> **Work order**:
Each line in the entries below that holds the string "Path" must be copied.

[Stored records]
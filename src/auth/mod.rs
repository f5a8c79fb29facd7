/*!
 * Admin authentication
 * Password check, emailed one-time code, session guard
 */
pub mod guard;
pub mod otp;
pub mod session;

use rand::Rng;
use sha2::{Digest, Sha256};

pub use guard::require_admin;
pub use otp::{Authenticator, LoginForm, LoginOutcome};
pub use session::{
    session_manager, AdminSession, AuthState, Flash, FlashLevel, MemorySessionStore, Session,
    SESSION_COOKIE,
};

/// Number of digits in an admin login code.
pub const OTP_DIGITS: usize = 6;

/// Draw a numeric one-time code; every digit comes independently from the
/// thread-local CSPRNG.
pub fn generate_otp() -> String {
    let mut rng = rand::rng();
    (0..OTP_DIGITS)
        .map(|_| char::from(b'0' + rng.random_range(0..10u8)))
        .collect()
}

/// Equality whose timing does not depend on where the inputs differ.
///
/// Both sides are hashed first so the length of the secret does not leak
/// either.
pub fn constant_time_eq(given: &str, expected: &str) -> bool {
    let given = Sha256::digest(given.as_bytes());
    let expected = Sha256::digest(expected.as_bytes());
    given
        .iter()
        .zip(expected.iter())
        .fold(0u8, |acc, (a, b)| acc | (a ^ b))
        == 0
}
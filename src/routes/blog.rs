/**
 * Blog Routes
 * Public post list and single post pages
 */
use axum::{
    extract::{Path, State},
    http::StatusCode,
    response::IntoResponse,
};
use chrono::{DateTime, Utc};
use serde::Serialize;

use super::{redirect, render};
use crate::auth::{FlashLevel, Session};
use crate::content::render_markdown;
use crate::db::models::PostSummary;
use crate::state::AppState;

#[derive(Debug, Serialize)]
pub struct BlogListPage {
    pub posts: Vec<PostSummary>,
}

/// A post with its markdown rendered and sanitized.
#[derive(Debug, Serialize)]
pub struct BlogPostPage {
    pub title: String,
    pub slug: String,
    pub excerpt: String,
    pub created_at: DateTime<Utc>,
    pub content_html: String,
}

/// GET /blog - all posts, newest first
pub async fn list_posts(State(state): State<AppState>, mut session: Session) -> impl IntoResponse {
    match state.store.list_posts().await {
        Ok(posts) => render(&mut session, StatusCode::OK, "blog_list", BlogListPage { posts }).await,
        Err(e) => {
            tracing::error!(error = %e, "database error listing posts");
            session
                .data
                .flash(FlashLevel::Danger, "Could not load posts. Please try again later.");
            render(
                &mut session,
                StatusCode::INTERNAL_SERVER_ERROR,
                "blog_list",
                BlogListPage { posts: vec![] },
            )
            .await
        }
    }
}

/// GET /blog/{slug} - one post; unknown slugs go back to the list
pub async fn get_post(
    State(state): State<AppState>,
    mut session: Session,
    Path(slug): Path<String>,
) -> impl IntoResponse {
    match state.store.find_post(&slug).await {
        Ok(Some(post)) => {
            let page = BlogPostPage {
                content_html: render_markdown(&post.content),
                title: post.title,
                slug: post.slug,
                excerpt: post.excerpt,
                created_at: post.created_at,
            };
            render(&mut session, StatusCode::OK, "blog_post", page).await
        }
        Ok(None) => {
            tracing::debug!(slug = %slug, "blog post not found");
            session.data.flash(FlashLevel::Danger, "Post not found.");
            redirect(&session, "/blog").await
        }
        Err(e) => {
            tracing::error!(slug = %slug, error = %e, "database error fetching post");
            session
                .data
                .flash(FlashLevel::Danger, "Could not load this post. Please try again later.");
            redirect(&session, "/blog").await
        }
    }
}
--
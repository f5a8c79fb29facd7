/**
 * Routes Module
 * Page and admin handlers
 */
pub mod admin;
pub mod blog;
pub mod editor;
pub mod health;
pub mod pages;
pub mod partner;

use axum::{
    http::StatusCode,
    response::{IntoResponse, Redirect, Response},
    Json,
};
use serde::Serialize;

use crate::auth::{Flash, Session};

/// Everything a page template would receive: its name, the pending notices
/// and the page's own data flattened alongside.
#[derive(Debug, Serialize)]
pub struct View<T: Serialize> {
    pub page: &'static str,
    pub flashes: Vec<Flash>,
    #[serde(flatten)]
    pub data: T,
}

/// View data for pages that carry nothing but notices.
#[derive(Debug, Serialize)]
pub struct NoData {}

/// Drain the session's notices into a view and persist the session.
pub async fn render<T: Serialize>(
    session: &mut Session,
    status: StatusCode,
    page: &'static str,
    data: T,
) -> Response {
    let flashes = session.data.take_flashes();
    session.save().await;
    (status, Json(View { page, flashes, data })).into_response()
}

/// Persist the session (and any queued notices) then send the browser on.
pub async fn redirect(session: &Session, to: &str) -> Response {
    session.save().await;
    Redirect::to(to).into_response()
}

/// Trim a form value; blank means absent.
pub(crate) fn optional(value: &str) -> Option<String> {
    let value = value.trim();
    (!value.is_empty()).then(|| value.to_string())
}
==
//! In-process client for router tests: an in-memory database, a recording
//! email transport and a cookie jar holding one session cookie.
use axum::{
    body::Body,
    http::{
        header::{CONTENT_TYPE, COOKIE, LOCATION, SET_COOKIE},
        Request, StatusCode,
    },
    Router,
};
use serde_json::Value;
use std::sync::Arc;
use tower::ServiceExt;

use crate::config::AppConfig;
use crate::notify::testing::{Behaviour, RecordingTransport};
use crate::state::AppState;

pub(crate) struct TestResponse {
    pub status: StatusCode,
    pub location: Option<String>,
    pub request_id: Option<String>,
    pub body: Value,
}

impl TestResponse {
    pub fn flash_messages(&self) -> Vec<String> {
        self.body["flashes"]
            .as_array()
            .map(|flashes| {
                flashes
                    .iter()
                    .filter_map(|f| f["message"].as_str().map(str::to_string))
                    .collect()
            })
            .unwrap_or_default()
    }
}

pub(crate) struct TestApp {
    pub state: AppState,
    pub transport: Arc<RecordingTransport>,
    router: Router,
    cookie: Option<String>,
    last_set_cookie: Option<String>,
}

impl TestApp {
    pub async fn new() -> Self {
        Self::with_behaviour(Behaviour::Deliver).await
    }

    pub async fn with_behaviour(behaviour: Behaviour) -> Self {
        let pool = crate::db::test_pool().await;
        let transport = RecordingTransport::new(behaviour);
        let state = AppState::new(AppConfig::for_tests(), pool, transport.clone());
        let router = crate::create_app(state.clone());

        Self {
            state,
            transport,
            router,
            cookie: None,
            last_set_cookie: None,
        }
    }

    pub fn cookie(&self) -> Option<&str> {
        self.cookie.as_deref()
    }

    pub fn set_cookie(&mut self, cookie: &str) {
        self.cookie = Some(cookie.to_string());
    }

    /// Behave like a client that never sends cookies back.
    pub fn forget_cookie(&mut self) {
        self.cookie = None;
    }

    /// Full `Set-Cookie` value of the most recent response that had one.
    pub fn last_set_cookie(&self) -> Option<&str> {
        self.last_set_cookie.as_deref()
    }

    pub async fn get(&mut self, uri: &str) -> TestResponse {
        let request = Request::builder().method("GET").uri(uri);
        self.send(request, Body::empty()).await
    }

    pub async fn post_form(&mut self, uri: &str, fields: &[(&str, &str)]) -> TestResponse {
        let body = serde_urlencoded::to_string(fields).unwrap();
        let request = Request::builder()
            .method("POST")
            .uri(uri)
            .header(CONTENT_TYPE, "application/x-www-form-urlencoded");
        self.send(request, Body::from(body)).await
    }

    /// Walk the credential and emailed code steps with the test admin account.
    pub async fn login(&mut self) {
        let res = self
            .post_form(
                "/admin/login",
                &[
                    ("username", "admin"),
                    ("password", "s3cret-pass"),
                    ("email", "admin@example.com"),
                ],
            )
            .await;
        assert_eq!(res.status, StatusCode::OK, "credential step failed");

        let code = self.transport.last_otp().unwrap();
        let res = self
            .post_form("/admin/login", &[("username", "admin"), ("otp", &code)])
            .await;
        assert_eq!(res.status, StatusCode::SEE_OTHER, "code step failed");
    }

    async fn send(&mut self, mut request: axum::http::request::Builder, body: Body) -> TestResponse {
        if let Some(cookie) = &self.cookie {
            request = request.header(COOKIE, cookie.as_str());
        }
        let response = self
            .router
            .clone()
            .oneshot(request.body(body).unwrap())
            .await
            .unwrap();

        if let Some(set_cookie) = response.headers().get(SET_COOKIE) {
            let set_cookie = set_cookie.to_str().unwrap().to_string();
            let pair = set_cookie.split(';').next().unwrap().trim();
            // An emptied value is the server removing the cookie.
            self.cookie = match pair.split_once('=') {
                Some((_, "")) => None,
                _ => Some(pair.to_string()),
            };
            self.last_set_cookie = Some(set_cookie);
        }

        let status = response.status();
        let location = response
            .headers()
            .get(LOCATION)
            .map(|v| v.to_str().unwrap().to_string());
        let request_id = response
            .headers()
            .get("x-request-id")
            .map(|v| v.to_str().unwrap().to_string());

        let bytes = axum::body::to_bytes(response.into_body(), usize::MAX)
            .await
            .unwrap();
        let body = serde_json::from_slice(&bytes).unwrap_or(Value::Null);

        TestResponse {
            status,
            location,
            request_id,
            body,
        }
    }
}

> **Answer space**:
    extract::{Path, State},
    Path(slug): Path<String>,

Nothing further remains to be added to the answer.